You see, so often what we do here is viewed through the lens of pure numbers. It’s rates of return, withdrawal rates, inflation numbers, life-expectancy tables and such. And for good reason, because those things matter to the work we do. But the truth is that what makes me really excited when speaking with a client, is hearing about their child graduating from college or getting their first job, or their trip to celebrate their 30th wedding anniversary or their parents 60th, or their plan to help their kids buy that first home now that they’re expecting their first grandchild. These things live inside the numbers, but they also transcend the numbers, and they’re what make life rich. We assign value to things all day every day, but how do you put a value on these precious moments in life? You simply can’t.

We all work for many reasons, obviously: to put food on the table and a roof over our heads. To provide for our families and leave the next generation better off than we are. But I think we all ultimately hope to get some deeper fulfillment out of our work as well, and that can be the tricky part. Jarrett likes to say that everyone wants the work we do here to be science, but it’s really more art than science.
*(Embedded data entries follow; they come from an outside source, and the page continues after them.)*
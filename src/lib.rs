//! # LR35902 CPU Core
//!
//! A table-driven emulator for the Sharp LR35902, the Z80-derived processor in
//! the DMG Game Boy.
//!
//! The crate covers the fetch-decode-execute core only: the bit-field decoder,
//! the two 256-entry opcode tables, the operation set, and the instruction loop.
//! Video, audio, input, interrupts and bank switching are not modeled.
//!
//! ## Quick Start
//!
//! ```rust
//! use lr35902::{CPU, FlatMemory};
//!
//! let mut cpu = CPU::new(FlatMemory::new());
//!
//! // LD HL,$1234 ; XOR A
//! cpu.load_program(vec![0x21, 0x34, 0x12, 0xAF]);
//!
//! cpu.run_instruction().unwrap();
//! assert_eq!(cpu.registers().hl(), 0x1234);
//! assert_eq!(cpu.pc(), 3);
//!
//! cpu.run_instruction().unwrap();
//! assert_eq!(cpu.registers().a, 0x00);
//! assert!(cpu.flag_z());
//! ```
//!
//! ## Architecture
//!
//! - **Owned state**: every session is one [`CPU`] value; there are no globals
//! - **Separate program image**: instructions are fetched from a [`ProgramImage`],
//!   data accesses go through a [`MemoryBus`]
//! - **Table-driven decode**: [`UNPREFIXED_TABLE`] and [`CB_TABLE`] describe every
//!   opcode's length and behaviour
//! - **Typed faults**: unrecognized opcodes and out-of-range fetches come back as
//!   [`ExecutionError`] instead of aborting
//! - **Injectable tracing**: see [`InstructionObserver`]
//!
//! ## Modules
//!
//! - `cpu` - processor state and the instruction loop
//! - `decode` - opcode bit-field decoding
//! - `addressing` - operand selectors indexed by decoded fields
//! - `registers` - register file and flags
//! - `memory` - MemoryBus trait and FlatMemory
//! - `program` - the program image
//! - `opcodes` - opcode tables
//! - `config` - core configuration
//! - `trace` - instruction observers
//! - `disassembler` - table-driven disassembly

pub mod addressing;
pub mod config;
pub mod cpu;
pub mod decode;
pub mod disassembler;
pub mod memory;
pub mod opcodes;
pub mod program;
pub mod registers;
pub mod trace;

// Internal instruction implementations (not part of public API)
mod instructions;

// WASM bindings (only compiled when wasm feature is enabled)
#[cfg(feature = "wasm")]
pub mod wasm;

pub use addressing::{AluOp, Condition, Reg16, Reg8, RotateOp, StackReg16};
pub use config::{CoreConfig, FaultPolicy};
pub use cpu::CPU;
pub use decode::OpcodeFields;
pub use disassembler::{disassemble, format_instruction, DisassemblyOptions, Instruction};
pub use memory::{FlatMemory, MemoryBus};
pub use opcodes::{
    lookup, ImmediateSize, Mnemonic, Op, OpcodeDescriptor, Operation, CB_PREFIX, CB_TABLE,
    UNPREFIXED_TABLE,
};
pub use program::ProgramImage;
pub use registers::{Flags, Registers};
pub use trace::{InstructionObserver, TraceEvent, TracingObserver};

/// Errors surfaced by the instruction loop and the program accessors.
#[derive(Debug, Clone, PartialEq, Eq, thiserror::Error)]
pub enum ExecutionError {
    /// The opcode byte has no instruction in the active table.
    #[error("unrecognized opcode {opcode:#04X} (prefix {prefix:#04X}) at {pc:#06X}")]
    UnrecognizedOpcode { prefix: u8, opcode: u8, pc: u16 },

    /// The opcode is known but has no operation wired to it.
    #[error("opcode {opcode:#04X} (prefix {prefix:#04X}) at {pc:#06X} is not implemented")]
    UnimplementedOpcode { prefix: u8, opcode: u8, pc: u16 },

    /// A program image access landed past the end of the loaded image.
    #[error("program read at {address:#06X} is outside the {len}-byte program image")]
    ProgramOutOfBounds { address: u16, len: usize },
}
It’s the art of the relationship, and that relationship hopefully leads to comfort and trust. And if that, in turn, allows a client of ours to stop and look around once in a while, to experience even one more special moment sitting by the lake with their son or daughter, granddaughter or grandson, rather than sitting in front of their computer stressing out about their financial future, well, that’s fulfillment enough for me, and ultimately, that’s why we do this.